According to Wikipedia the maximum value for "Fragment Offset" is restricted to 8189, but is it possible that the source sends 2 or more fragmented packets at the same time? Or it will send them sequentially (i.e. doesn't sends another fragmented packet until it finishes the first one)?
The fragment offset
The fragment offset is a 13 bit field, and if you interpret those bits as an unsigned integer the maximum value will be 8191. But really it is counting multiples of 8 bytes, so it would make just as much sense to say the values go from 0 to 65528 in steps of 8.
What exactly is the maximum valid value of this field itself is not particular relevant. What is important is the maximum value of the sum of the offset and the length fields. If that sum is too large, the packet is invalid. Even if each field individually is within the valid range, their sum can still exceed the valid values. Failing to validate the sum at receipt can lead to security flaws.
A packet exploiting this particular security flaw has been named a ping-of-death. Which is somewhat misleading because it has nothing to do with ping in the first place, and has lead to the common misconception that ping packets are dangerous.
All of the above relates to the fragment offset mentioned in your question, but is otherwise unrelated to your actual question.
The IP ID field
You are asking if a source can send two fragmented packets at the same time. It is certainly acceptable according to the standard to interleave two fragmented packets at the sender. It rarely makes sense to do it though. However cannot make any assumptions about that.
In case a NAT is involved, it is possible that two packets which were send from two different hosts with different IP addresses will end up having identical source IP once they reach the destination. And once the stream of fragments from two different sources meet they may end up being interleaved.
Even if no such NAT was involved, it is still possible for packets to get reordered by the network (for example if they get routed through different paths). Thus they can end up being interleaved once they reach the destination for a number of reasons.
To ensure the recipient can reassemble packets correctly, the header has an IP ID field (which is 16 bits on IPv4 and 32 bits on IPv6). In order to reassemble, the receiver must consider source IP, destination IP, and IP ID. This is in principle enough to reassemble payloads, which were interleaved in transit.

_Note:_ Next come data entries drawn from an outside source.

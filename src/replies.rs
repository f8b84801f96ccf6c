//! # Reply Registry
//!
//! Matches inbound messages to the searches and stores waiting for them.
//!
//! A waiter registers a selector predicate and a deadline and gets back a
//! [`ReplyHandle`]. Every inbound reply is offered to all live selectors;
//! each match is cloned into the waiter's channel. Nothing blocks: the
//! waiter races its channel against its own timers.
//!
//! Dropping the handle unregisters the waiter, so a search that finishes
//! early (or is cancelled) never leaves a stale selector behind.

use std::collections::HashMap;
use std::sync::atomic::{AtomicU64, Ordering};
use std::sync::{Arc, Mutex, PoisonError, Weak};

use tokio::sync::mpsc;
use tokio::time::Instant;
use tracing::trace;

use crate::identity::Identity;
use crate::messages::NetDbMessage;

pub type Reply = (Identity, NetDbMessage);

/// Predicate deciding whether a message from a peer answers a waiter.
pub type Selector = Box<dyn Fn(&Identity, &NetDbMessage) -> bool + Send + Sync>;

struct Waiter {
    selector: Selector,
    deadline: Instant,
    tx: mpsc::UnboundedSender<Reply>,
}

#[derive(Default)]
pub struct ReplyRegistry {
    next_id: AtomicU64,
    waiters: Mutex<HashMap<u64, Waiter>>,
}

impl ReplyRegistry {
    pub fn new() -> Self {
        Self::default()
    }

    pub fn register(self: &Arc<Self>, selector: Selector, deadline: Instant) -> ReplyHandle {
        let id = self.next_id.fetch_add(1, Ordering::Relaxed);
        let (tx, rx) = mpsc::unbounded_channel();
        self.waiters
            .lock()
            .unwrap_or_else(PoisonError::into_inner)
            .insert(id, Waiter { selector, deadline, tx });
        ReplyHandle {
            id,
            deadline,
            rx,
            registry: Arc::downgrade(self),
        }
    }

    pub fn unregister(&self, id: u64) {
        self.waiters
            .lock()
            .unwrap_or_else(PoisonError::into_inner)
            .remove(&id);
    }

    /// Offer a message to every live waiter. Returns true if any matched.
    pub fn dispatch(&self, from: &Identity, message: &NetDbMessage) -> bool {
        let now = Instant::now();
        let mut matched = false;
        let mut waiters = self.waiters.lock().unwrap_or_else(PoisonError::into_inner);
        waiters.retain(|id, waiter| {
            if waiter.deadline <= now || waiter.tx.is_closed() {
                trace!(waiter = id, "dropping expired reply waiter");
                return false;
            }
            if (waiter.selector)(from, message) {
                matched = true;
                return waiter.tx.send((*from, message.clone())).is_ok();
            }
            true
        });
        matched
    }

    /// Drop waiters whose deadline has passed. Returns how many were removed.
    pub fn expire(&self, now: Instant) -> usize {
        let mut waiters = self.waiters.lock().unwrap_or_else(PoisonError::into_inner);
        let before = waiters.len();
        waiters.retain(|_, w| w.deadline > now && !w.tx.is_closed());
        before - waiters.len()
    }

    pub fn len(&self) -> usize {
        self.waiters.lock().unwrap_or_else(PoisonError::into_inner).len()
    }

    pub fn is_empty(&self) -> bool {
        self.len() == 0
    }
}

/// Receiving end of a registered waiter.
pub struct ReplyHandle {
    id: u64,
    deadline: Instant,
    rx: mpsc::UnboundedReceiver<Reply>,
    registry: Weak<ReplyRegistry>,
}

impl ReplyHandle {
    pub fn id(&self) -> u64 {
        self.id
    }

    pub fn deadline(&self) -> Instant {
        self.deadline
    }

    /// Next matching reply, or `None` once the registration deadline passes.
    pub async fn recv(&mut self) -> Option<Reply> {
        let deadline = self.deadline;
        self.recv_until(deadline).await
    }

    /// Next matching reply arriving before `until` (capped at the
    /// registration deadline).
    pub async fn recv_until(&mut self, until: Instant) -> Option<Reply> {
        let until = until.min(self.deadline);
        tokio::time::timeout_at(until, self.rx.recv()).await.ok().flatten()
    }
}

impl Drop for ReplyHandle {
    fn drop(&mut self) {
        if let Some(registry) = self.registry.upgrade() {
            registry.unregister(self.id);
        }
    }
}

#[cfg(test)]
mod tests {
    use super::*;
    use crate::messages::DeliveryAck;
    use std::time::Duration;

    fn ack(token: u64) -> NetDbMessage {
        NetDbMessage::DeliveryAck(DeliveryAck { token })
    }

    fn token_selector(token: u64) -> Selector {
        Box::new(move |_, m| matches!(m, NetDbMessage::DeliveryAck(a) if a.token == token))
    }

    #[tokio::test(start_paused = true)]
    async fn matching_reply_is_delivered() {
        let registry = Arc::new(ReplyRegistry::new());
        let mut handle = registry.register(token_selector(7), Instant::now() + Duration::from_secs(5));
        let peer = Identity::random();

        assert!(!registry.dispatch(&peer, &ack(8)));
        assert!(registry.dispatch(&peer, &ack(7)));

        let (from, message) = handle.recv().await.unwrap();
        assert_eq!(from, peer);
        assert_eq!(message, ack(7));
    }

    #[tokio::test(start_paused = true)]
    async fn recv_returns_none_at_deadline() {
        let registry = Arc::new(ReplyRegistry::new());
        let mut handle = registry.register(token_selector(1), Instant::now() + Duration::from_secs(2));
        let started = Instant::now();
        assert!(handle.recv().await.is_none());
        assert!(started.elapsed() >= Duration::from_secs(2));
    }

    #[tokio::test(start_paused = true)]
    async fn dropping_handle_unregisters() {
        let registry = Arc::new(ReplyRegistry::new());
        let handle = registry.register(token_selector(3), Instant::now() + Duration::from_secs(60));
        assert_eq!(registry.len(), 1);
        drop(handle);
        assert!(registry.is_empty());
        assert!(!registry.dispatch(&Identity::random(), &ack(3)));
    }

    #[tokio::test(start_paused = true)]
    async fn expired_waiters_are_swept() {
        let registry = Arc::new(ReplyRegistry::new());
        let _short = registry.register(token_selector(1), Instant::now() + Duration::from_secs(1));
        let _long = registry.register(token_selector(2), Instant::now() + Duration::from_secs(10));
        tokio::time::advance(Duration::from_secs(2)).await;
        assert_eq!(registry.expire(Instant::now()), 1);
        assert_eq!(registry.len(), 1);
    }

    #[tokio::test(start_paused = true)]
    async fn one_reply_reaches_every_matching_waiter() {
        let registry = Arc::new(ReplyRegistry::new());
        let deadline = Instant::now() + Duration::from_secs(5);
        let mut a = registry.register(token_selector(9), deadline);
        let mut b = registry.register(token_selector(9), deadline);
        assert!(registry.dispatch(&Identity::random(), &ack(9)));
        assert!(a.recv().await.is_some());
        assert!(b.recv().await.is_some());
    }
}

Unfortunately in case of NAT, it is not that simple. It is valid for two different hosts with different IP to simultaneously send a packet each, which have the same IP ID. (This obviously has to be permitted, because neither can know about the packet being send by the other). However if the source IP of the packets are changed by a NAT, such that they now have identical source IP, they may no longer be distinguishable.
Correcting for this problem in a NAT is not very practical. So it is not unusual for a NAT to simply ignore it and hope for the best. This means there is a risk that fragmented packets send through a NAT will be reassembled incorrectly, and possibly leak data from one connection into another connection.
This risk is significantly smaller for IPv6 due to the IP ID field being larger. It is also smaller because with IPv6 you don't use NAT (unless you enjoy debugging the problems introduced by NAT).